EXERCISE:
Would you copy all lines in the data that contain the word "href"?

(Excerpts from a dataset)

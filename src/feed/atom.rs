//! Atom serialization
//!
//! Writes feeds as Atom 1.0 with the ActivityStreams, threading and
//! Portable Contacts extensions OStatus consumers read.

use chrono::{DateTime, SecondsFormat, Utc};
use html_escape::{encode_double_quoted_attribute, encode_text};

use super::model::{Entry, Feed, Link, Person};

pub const ATOM_CONTENT_TYPE: &str = "application/atom+xml; charset=utf-8";

const NAMESPACES: &str = concat!(
    r#"xmlns="http://www.w3.org/2005/Atom" "#,
    r#"xmlns:activity="http://activitystrea.ms/spec/1.0/" "#,
    r#"xmlns:thr="http://purl.org/syndication/thread/1.0" "#,
    r#"xmlns:poco="http://portablecontacts.net/spec/1.0" "#,
    r#"xmlns:ostatus="http://ostatus.org/schema/1.0""#,
);

/// Serialize a feed as an Atom document
pub fn to_atom(feed: &Feed) -> String {
    let mut out = String::from(r#"<?xml version="1.0" encoding="UTF-8"?>"#);
    out.push('\n');
    out.push_str(&format!("<feed {}>\n", NAMESPACES));

    push_text(&mut out, 1, "id", &feed.id);
    push_text(&mut out, 1, "title", &feed.title);
    if !feed.subtitle.is_empty() {
        push_text(&mut out, 1, "subtitle", &feed.subtitle);
    }
    if let Some(logo) = &feed.logo {
        push_text(&mut out, 1, "logo", logo);
    }
    push_text(&mut out, 1, "updated", &timestamp(&feed.updated));
    for link in &feed.links {
        push_link(&mut out, 1, link);
    }
    if let Some(author) = &feed.author {
        push_person(&mut out, 1, "author", author);
    }
    for entry in &feed.entries {
        push_entry(&mut out, 1, "entry", entry);
    }

    out.push_str("</feed>\n");
    out
}

fn push_entry(out: &mut String, depth: usize, tag: &str, entry: &Entry) {
    open(out, depth, tag);
    let inner = depth + 1;

    push_text(out, inner, "id", &entry.id);
    push_text(out, inner, "title", &entry.title);
    push_text(out, inner, "published", &timestamp(&entry.published));
    push_text(out, inner, "updated", &timestamp(&entry.updated));
    push_text(out, inner, "activity:object-type", entry.object_type.as_uri());
    push_text(out, inner, "activity:verb", entry.verb.as_uri());

    indent(out, inner);
    out.push_str(&format!(
        r#"<content type="{}""#,
        encode_double_quoted_attribute(&entry.content.kind)
    ));
    if let Some(lang) = &entry.content.lang {
        out.push_str(&format!(
            r#" xml:lang="{}""#,
            encode_double_quoted_attribute(lang)
        ));
    }
    out.push_str(&format!(">{}</content>\n", encode_text(&entry.content.body)));

    for link in &entry.links {
        push_link(out, inner, link);
    }
    if let Some(author) = &entry.author {
        push_person(out, inner, "author", author);
    }
    if let Some(reply) = &entry.in_reply_to {
        indent(out, inner);
        out.push_str(&format!(
            "<thr:in-reply-to ref=\"{}\" href=\"{}\" type=\"{}\"/>\n",
            encode_double_quoted_attribute(&reply.reference),
            encode_double_quoted_attribute(&reply.href),
            encode_double_quoted_attribute(&reply.media_type),
        ));
    }
    if let Some(object) = &entry.object {
        push_entry(out, inner, "activity:object", object);
    }

    close(out, depth, tag);
}

fn push_person(out: &mut String, depth: usize, tag: &str, person: &Person) {
    open(out, depth, tag);
    let inner = depth + 1;

    push_text(out, inner, "id", &person.id);
    push_text(out, inner, "uri", &person.id);
    push_text(out, inner, "name", &person.name);
    push_text(out, inner, "email", &person.email);
    push_text(out, inner, "summary", &person.summary);
    push_text(
        out,
        inner,
        "activity:object-type",
        "http://activitystrea.ms/schema/1.0/person",
    );
    for link in &person.links {
        push_link(out, inner, link);
    }
    push_text(out, inner, "poco:preferredUsername", &person.preferred_username);
    push_text(out, inner, "poco:displayName", &person.name);
    push_text(out, inner, "poco:note", &person.summary);

    close(out, depth, tag);
}

fn push_link(out: &mut String, depth: usize, link: &Link) {
    indent(out, depth);
    out.push_str(&format!(
        r#"<link rel="{}""#,
        encode_double_quoted_attribute(&link.rel)
    ));
    if let Some(media_type) = &link.media_type {
        out.push_str(&format!(
            r#" type="{}""#,
            encode_double_quoted_attribute(media_type)
        ));
    }
    out.push_str(&format!(
        r#" href="{}""#,
        encode_double_quoted_attribute(&link.href)
    ));
    if let Some(object_type) = &link.object_type {
        out.push_str(&format!(
            r#" ostatus:object-type="{}""#,
            encode_double_quoted_attribute(object_type.as_uri())
        ));
    }
    out.push_str("/>\n");
}

fn push_text(out: &mut String, depth: usize, tag: &str, value: &str) {
    indent(out, depth);
    out.push_str(&format!("<{tag}>{}</{tag}>\n", encode_text(value)));
}

fn open(out: &mut String, depth: usize, tag: &str) {
    indent(out, depth);
    out.push_str(&format!("<{tag}>\n"));
}

fn close(out: &mut String, depth: usize, tag: &str) {
    indent(out, depth);
    out.push_str(&format!("</{tag}>\n"));
}

fn indent(out: &mut String, depth: usize) {
    for _ in 0..depth {
        out.push_str("  ");
    }
}

fn timestamp(value: &DateTime<Utc>) -> String {
    value.to_rfc3339_opts(SecondsFormat::Secs, true)
}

ANSWER SECTION:
            "<thr:in-reply-to ref=\"{}\" href=\"{}\" type=\"{}\"/>\n",
            encode_double_quoted_attribute(&reply.href),
        r#" href="{}""#,
        encode_double_quoted_attribute(&link.href)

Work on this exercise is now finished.